And now for some coronavirus good news! > There is an anxiety pandemic and with this coronavirus the concern is justified. But, as in most major disasters, tragedies and public health threats, there are reasons for optimism.
Not that it is easy to find them, even if you are a cup-half-full rather than it-could-be-worse type of person.
People are afraid and seek solace, which is why participation in virtual religious service via zoom are capturing the headlines. Most are folk who have never been in a place of worship before.
To help recapture some inner hope, Tonic has put on its rose-tinted glasses and come up with some positive news resulting from the corona virus lockdown. A tough challenge, but here goes …
What air pollution?
Carbon dioxide and nitrogen dioxide (NO2) levels in Britain have fallen by up to 60% on the same period last year. These levels are plummeting thanks to less carbon-guzzling cars and the slowdown in industrial activity.
In fact, by clearing the motorways, skies and even oceans (no cruise ships), the world’s air quality is improving. This is reducing our risk of having an asthma or a heart attack, plus giving our lungs a well overdue spring clean.
Opportunity to reconnect with nature
Within the confines of social distances we can all let the outdoors recharge us. As nature heals, so do we. We’ve been forced to pause, slow down, reflect and appreciate the little things our gardens and local walking paths have to offer. This includes the riot of pastel colours pouring from our blossom trees.
Even in our cities wildlife is fight back. This is helped by councils delaying cutting the grass on roadside verges. These are one of the last remaining habitats for urban wildflowers, which in a few weeks will reward us with a riot of colour. With it comes pollen which will also reward the bees.
Even if you live in a flat with no garden, you can still enjoy this wildlife holiday.
For example, with little background noise you can have some free morning birdsong therapy. A chance to hear the natural quiet of the real world and be immersed in the beauty of silence.
No surprise then that there are goats in Llandudno town centre, grazing cows on the Giant’s Causeway, peacocks strutting through Bangor and sheep on roundabouts in a deserted playground in Monmouthshire.
Love hate relationship with cars
And if you hate road traffic as a whole, then celebrate that car sales fell by 44% in March, with motorway traffic down 83%.
As a result wildlife is certainly celebrating, as roadkill will plummet.

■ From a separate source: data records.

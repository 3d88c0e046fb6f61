//! Core abstractions and common definitions
//!
//! This module provides:
//! - `traits`: seams for external collaborators (`GraphResolver`, `ServiceHandler`)
//! - `namespaces`: standard RDF namespace IRI constants

pub mod namespaces;
pub mod traits;

pub use namespaces::ns;
pub use traits::{GraphResolver, ServiceHandler};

Annually in the UK this accounts for the death of around 100,000 hedgehogs, 30,000 deer, 50,000 badgers and 100,000 foxes, as well as barn owls and many other species of bird and insect.

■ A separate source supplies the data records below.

impl RdfError {
    /// Create a new error with a code and message
    pub fn new(code: ErrorCode, message: impl Into<String>) -> Self {
        Self {
            code,
            message: message.into(),
            context: None,
            hint: None,
            command_index: None,
            committed: None,
        }
    }

    // ========================================================================
    // Factory methods for common error types
    // ========================================================================

    /// A term of the wrong kind in a triple position
    pub fn invalid_position(position: &str, term: impl fmt::Display) -> Self {
        Self::new(
            ErrorCode::InvalidPosition,
            format!("{} cannot appear in {} position", term, position),
        )
        .with_context("position", position)
    }

    /// Create a type error raised by expression evaluation
    pub fn type_error(message: impl Into<String>) -> Self {
        Self::new(ErrorCode::TypeError, message)
    }

    /// Variable has no value in the current solution
    pub fn unbound(variable: &str) -> Self {
        Self::new(ErrorCode::UnboundVariable, format!("?{} is not bound", variable))
    }

    /// Invalid argument passed to a function
    pub fn invalid_argument(function: &str, message: impl Into<String>) -> Self {
        Self::new(ErrorCode::InvalidArgument, message).with_context("function", function)
    }

    /// Create a timeout error
    pub fn timeout(elapsed_ms: u128, limit_ms: u128) -> Self {
        Self::new(
            ErrorCode::TimeoutExceeded,
            format!("Evaluation stopped after {} ms (limit: {} ms)", elapsed_ms, limit_ms),
        )
    }

    /// LOAD source could not be resolved
    pub fn load_failed(source: &str, cause: impl Into<String>) -> Self {
        Self::new(ErrorCode::LoadFailed, format!("Could not load <{}>", source))
            .with_cause(cause)
            .with_context("source", source)
    }

    /// Create a service error
    pub fn service(endpoint: &str, message: impl Into<String>) -> Self {
        Self::new(ErrorCode::ServiceFailed, message).with_context("endpoint", endpoint)
    }

    /// Named graph is missing
    pub fn graph_not_found(graph: impl fmt::Display) -> Self {
        Self::new(ErrorCode::GraphNotFound, format!("Graph does not exist: {}", graph))
    }

    /// Named graph already exists
    pub fn graph_exists(graph: impl fmt::Display) -> Self {
        Self::new(ErrorCode::GraphAlreadyExists, format!("Graph already exists: {}", graph))
    }

    /// Create a config error
    pub fn config(message: impl Into<String>) -> Self {
        Self::new(ErrorCode::ConfigError, message)
    }

    // ========================================================================
    // Builder methods
    // ========================================================================

    /// Set the error code
    pub fn with_code(mut self, code: ErrorCode) -> Self {
        self.code = code;
        self
    }

    /// Add context to the error
    pub fn with_context(mut self, key: impl Into<String>, value: impl Into<String>) -> Self {
        let ctx = self.context.get_or_insert_with(ErrorContext::new);
        ctx.fields.insert(key.into(), value.into());
        self
    }

    /// Add a cause to the error chain
    pub fn with_cause(mut self, cause: impl Into<String>) -> Self {
        let ctx = self.context.get_or_insert_with(ErrorContext::new);
        ctx.causes.push(cause.into());
        self
    }

    /// Add source location
    pub fn at(mut self, location: impl Into<String>) -> Self {
        let ctx = self.context.get_or_insert_with(ErrorContext::new);
        ctx.location = Some(location.into());
        self
    }

    /// Add a hint for resolving the error
    pub fn with_hint(mut self, hint: impl Into<String>) -> Self {
        self.hint = Some(hint.into());
        self
    }

    /// Record where in an update command set this error stopped execution
    pub fn in_command(mut self, index: usize, committed: usize) -> Self {
        self.command_index = Some(index);
        self.committed = Some(committed);
        self
    }

    // ========================================================================
    // Accessors
    // ========================================================================

    /// Term or triple construction failure
    pub fn is_malformed_term(&self) -> bool {
        self.code.family() == 1000
    }

    /// Expression evaluation failure
    pub fn is_evaluation_error(&self) -> bool {
        self.code.family() == 2000
    }

    /// Deadline exceeded
    pub fn is_timeout(&self) -> bool {
        self.code == ErrorCode::TimeoutExceeded
    }

    /// Update command runtime failure
    pub fn is_update_failure(&self) -> bool {
        self.code.family() == 4000
    }

    /// Graph existence conflict
    pub fn is_dataset_consistency(&self) -> bool {
        self.code.family() == 5000
    }

    /// Convert to JSON string
    pub fn to_json(&self) -> String {
        serde_json::to_string(self).unwrap_or_else(|_| {
            format!(r#"{{"code":"INTERNAL_ERROR","message":"{}"}}"#, self.message)
        })
    }
}

impl fmt::Display for RdfError {
    fn fmt(&self, f: &mut fmt::Formatter<'_>) -> fmt::Result {
        write!(f, "[{}] {}", self.code.code(), self.message)?;

        if let Some(index) = self.command_index {
            write!(f, " (command {}", index)?;
            if let Some(committed) = self.committed {
                write!(f, ", {} committed", committed)?;
            }
            write!(f, ")")?;
        }

        if let Some(ref ctx) = self.context {
            if let Some(ref loc) = ctx.location {
                write!(f, " at {}", loc)?;
            }
            if !ctx.causes.is_empty() {
                write!(f, "\nCaused by:")?;
                for cause in &ctx.causes {
                    write!(f, "\n  - {}", cause)?;
                }
            }
        }

        if let Some(ref hint) = self.hint {
            write!(f, "\nHint: {}", hint)?;
        }

        Ok(())
    }
}

impl std::error::Error for RdfError {}

// ============================================================================
// Conversions from other error types
// ============================================================================

impl From<std::io::Error> for RdfError {
    fn from(err: std::io::Error) -> Self {
        use std::io::ErrorKind;
        let code = match err.kind() {
            ErrorKind::NotFound => ErrorCode::ConfigNotFound,
            ErrorKind::TimedOut => ErrorCode::TimeoutExceeded,
            _ => ErrorCode::InternalError,
        };
        RdfError::new(code, err.to_string())
    }
}

impl From<toml::de::Error> for RdfError {
    fn from(err: toml::de::Error) -> Self {
        RdfError::config(err.to_string()).with_code(ErrorCode::InvalidConfigSyntax)
    }
}

impl From<ConfigError> for RdfError {
    fn from(err: ConfigError) -> Self {
        let code = match &err {
            ConfigError::IoError(..) => ErrorCode::ConfigNotFound,
            ConfigError::ParseError(..) => ErrorCode::InvalidConfigSyntax,
            ConfigError::Invalid { .. } => ErrorCode::InvalidConfigValue,
        };
        RdfError::new(code, err.to_string())
    }
}

impl From<regex::Error> for RdfError {
    fn from(err: regex::Error) -> Self {
        RdfError::new(ErrorCode::InvalidRegex, err.to_string())
    }
}

// ============================================================================
// Result type alias
// ============================================================================

/// A Result type using RdfError
pub type RdfResult<T> = Result<T, RdfError>;

// ============================================================================
// Macros for convenient error creation
// ============================================================================

/// Create an RdfError with context from the current location
#[macro_export]
macro_rules! rdf_error {
    ($code:expr, $msg:expr) => {
        $crate::error::RdfError::new($code, $msg)
            .at(format!("{}:{}", file!(), line!()))
    };
    ($code:expr, $fmt:expr, $($arg:tt)*) => {
        $crate::error::RdfError::new($code, format!($fmt, $($arg)*))
            .at(format!("{}:{}", file!(), line!()))
    };
}

/// Bail out early with an error
#[macro_export]
macro_rules! rdf_bail {
    ($code:expr, $msg:expr) => {
        return Err($crate::rdf_error!($code, $msg))
    };
    ($code:expr, $fmt:expr, $($arg:tt)*) => {
        return Err($crate::rdf_error!($code, $fmt, $($arg)*))
    };
}

/// Ensure a condition holds, or return an error
#[macro_export]
macro_rules! rdf_ensure {
    ($cond:expr, $code:expr, $msg:expr) => {
        if !$cond {
            $crate::rdf_bail!($code, $msg);
        }
    };
    ($cond:expr, $code:expr, $fmt:expr, $($arg:tt)*) => {
        if !$cond {
            $crate::rdf_bail!($code, $fmt, $($arg)*);
        }
    };
}

// ============================================================================
// Tests
// ============================================================================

Home working is proving so practical that the Automobile Association is advising the Government to switch infrastructure investment from building new roads, to widening internet bandwidth. (Who would have predicted that a pro-car organisation would lobby the Government for fewer roads!).

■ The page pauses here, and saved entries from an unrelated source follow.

//! Blank node representation

use std::fmt;
use std::sync::atomic::{AtomicU64, Ordering};

/// Counter for generating unique blank node IDs
static BLANK_COUNTER: AtomicU64 = AtomicU64::new(0);

/// Prefix of generated blank node ids
const FRESH_PREFIX: &str = "genid";

/// A blank node, identified by a local id that is only meaningful within
/// one graph
#[derive(Clone, PartialEq, Eq, Hash, PartialOrd, Ord)]
pub struct BlankNode {
    id: String,
}

impl BlankNode {
    /// Create a blank node with a given local id
    pub fn new(id: impl Into<String>) -> Self {
        BlankNode { id: id.into() }
    }

    /// Create a fresh blank node with a process-wide unique ID
    pub fn fresh() -> Self {
        let n = BLANK_COUNTER.fetch_add(1, Ordering::Relaxed);
        BlankNode {
            id: format!("{}{}", FRESH_PREFIX, n),
        }
    }

    /// Get the local id
    pub fn id(&self) -> &str {
        &self.id
    }
}

impl fmt::Debug for BlankNode {
    fn fmt(&self, f: &mut fmt::Formatter<'_>) -> fmt::Result {
        write!(f, "_:{}", self.id)
    }
}

impl fmt::Display for BlankNode {
    fn fmt(&self, f: &mut fmt::Formatter<'_>) -> fmt::Result {
        write!(f, "_:{}", self.id)
    }
}

#[cfg(test)]
mod tests {
    use super::*;

    #[test]
    fn test_fresh_blank_nodes_are_unique() {
        let b1 = BlankNode::fresh();
        let b2 = BlankNode::fresh();
        assert_ne!(b1.id(), b2.id());
        assert_ne!(b1, b2);
    }

    #[test]
    fn test_equality_is_by_id() {
        let b = BlankNode::new("x");
        assert_eq!(b, BlankNode::new("x"));
        assert_eq!(format!("{}", b), "_:x");
    }
}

Maybe we will have to thank Covid-19 for the end of stressful commuting.
Self-isolation doesn’t have to be isolating
Without the world wide web our current isolation would be extremely lonely. But thanks to the advent of modern technology, we can practice social distancing while still preserving social and medical connections.
Thanks to Skype, WhatsApp and the alike, even people in isolation or quarantine can see family and doctors virtually. Help is only a click away.
Communities are coming together
Yes, people are talking to each! Families are having conversation and even eating together. It cannot get better than that, though there is a flip side to the coin …
If we are confined to our homes, inevitably in nine months there will be a baby boom. Welcome the age of coronials!
Which goes to prove that us Brits will always find the funny side, even in a crisis. Stay safe.